**Task details:** For each line below that contains the word "reason", make a copy.

Start of Given information

// Path: crates/telemetry/src/prometheus.rs
//! A concrete implementation of the metrics sinks using the Prometheus crate.

use crate::sinks::*;
use once_cell::sync::OnceCell;
use prometheus::{
    exponential_buckets, register_histogram, register_int_counter, register_int_counter_vec,
    Histogram, IntCounter, IntCounterVec,
};

// --- Metric Statics ---
// Collectors are set exactly once by `install`.

static REPORTS_GENERATED_TOTAL: OnceCell<IntCounter> = OnceCell::new();
static CYCLE_DURATION_SECONDS: OnceCell<Histogram> = OnceCell::new();
static GATEWAY_ASSESSMENTS_TOTAL: OnceCell<IntCounterVec> = OnceCell::new();
static NAME_ASSESSMENTS_TOTAL: OnceCell<IntCounterVec> = OnceCell::new();
static PUBLISH_SKIPS_TOTAL: OnceCell<IntCounterVec> = OnceCell::new();
static SINK_SAVES_TOTAL: OnceCell<IntCounterVec> = OnceCell::new();
static SINK_FAILURES_TOTAL: OnceCell<IntCounterVec> = OnceCell::new();
static ERRORS_TOTAL: OnceCell<IntCounterVec> = OnceCell::new();

/// The Prometheus-backed [`MetricsSink`].
#[derive(Debug, Clone, Copy)]
pub struct PrometheusSink;

/// Helper macro to reduce boilerplate for getting a metric from OnceCell.
/// Recording is skipped when `install()` has not been called.
macro_rules! get_metric {
    ($metric:ident) => {
        match $metric.get() {
            Some(metric) => metric,
            None => return,
        }
    };
}

impl ObserverMetricsSink for PrometheusSink {
    fn inc_reports_generated(&self) {
        get_metric!(REPORTS_GENERATED_TOTAL).inc();
    }
    fn observe_cycle_duration(&self, duration_secs: f64) {
        get_metric!(CYCLE_DURATION_SECONDS).observe(duration_secs);
    }
    fn inc_gateway_assessments(&self, outcome: &'static str) {
        get_metric!(GATEWAY_ASSESSMENTS_TOTAL)
            .with_label_values(&[outcome])
            .inc();
    }
    fn inc_name_assessments(&self, outcome: &'static str) {
        get_metric!(NAME_ASSESSMENTS_TOTAL)
            .with_label_values(&[outcome])
            .inc();
    }
    fn inc_publish_skips(&self, reason: &'static str) {
        get_metric!(PUBLISH_SKIPS_TOTAL)
            .with_label_values(&[reason])
            .inc();
    }
    fn inc_sink_saves(&self, sink: &str) {
        get_metric!(SINK_SAVES_TOTAL).with_label_values(&[sink]).inc();
    }
    fn inc_sink_failures(&self, sink: &str) {
        get_metric!(SINK_FAILURES_TOTAL)
            .with_label_values(&[sink])
            .inc();
    }
}

impl ErrorMetricsSink for PrometheusSink {
    fn inc_error(&self, kind: &'static str, variant: &'static str) {
        get_metric!(ERRORS_TOTAL)
            .with_label_values(&[kind, variant])
            .inc();
    }
}

fn set_once<T>(cell: &OnceCell<T>, value: T, name: &str) -> Result<(), prometheus::Error> {
    cell.set(value)
        .map_err(|_| prometheus::Error::Msg(format!("metric {name} already installed")))
}

/// Initializes all Prometheus metrics collectors and returns a static reference to the sink.
/// This function must be called only once at application startup.
pub fn install() -> Result<&'static dyn MetricsSink, prometheus::Error> {
    set_once(
        &REPORTS_GENERATED_TOTAL,
        register_int_counter!(
            "observer_reports_generated_total",
            "Total number of observer reports assembled."
        )?,
        "observer_reports_generated_total",
    )?;
    set_once(
        &CYCLE_DURATION_SECONDS,
        register_histogram!(
            "observer_cycle_duration_seconds",
            "Duration of one report generation and publish cycle.",
            exponential_buckets(1.0, 2.0, 14)?
        )?,
        "observer_cycle_duration_seconds",
    )?;
    set_once(
        &GATEWAY_ASSESSMENTS_TOTAL,
        register_int_counter_vec!(
            "observer_gateway_assessments_total",
            "Total gateway assessments, labeled by outcome.",
            &["outcome"]
        )?,
        "observer_gateway_assessments_total",
    )?;
    set_once(
        &NAME_ASSESSMENTS_TOTAL,
        register_int_counter_vec!(
            "observer_name_assessments_total",
            "Total name assessments, labeled by outcome.",
            &["outcome"]
        )?,
        "observer_name_assessments_total",
    )?;
    set_once(
        &PUBLISH_SKIPS_TOTAL,
        register_int_counter_vec!(
            "observer_publish_skips_total",
            "Total cycles that did not publish, labeled by reason.",
            &["reason"]
        )?,
        "observer_publish_skips_total",
    )?;
    set_once(
        &SINK_SAVES_TOTAL,
        register_int_counter_vec!(
            "observer_sink_saves_total",
            "Total successful report sink saves.",
            &["sink"]
        )?,
        "observer_sink_saves_total",
    )?;
    set_once(
        &SINK_FAILURES_TOTAL,
        register_int_counter_vec!(
            "observer_sink_failures_total",
            "Total failed report sink saves.",
            &["sink"]
        )?,
        "observer_sink_failures_total",
    )?;
    set_once(
        &ERRORS_TOTAL,
        register_int_counter_vec!(
            "observer_errors_total",
            "Total number of errors, categorized by type and variant.",
            &["kind", "variant"]
        )?,
        "observer_errors_total",
    )?;

    static SINK: PrometheusSink = PrometheusSink;
    Ok(&SINK)
}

End of Given information

**Written response:**
    fn inc_publish_skips(&self, reason: &'static str) {
            .with_label_values(&[reason])
            "Total cycles that did not publish, labeled by reason.",
            &["reason"]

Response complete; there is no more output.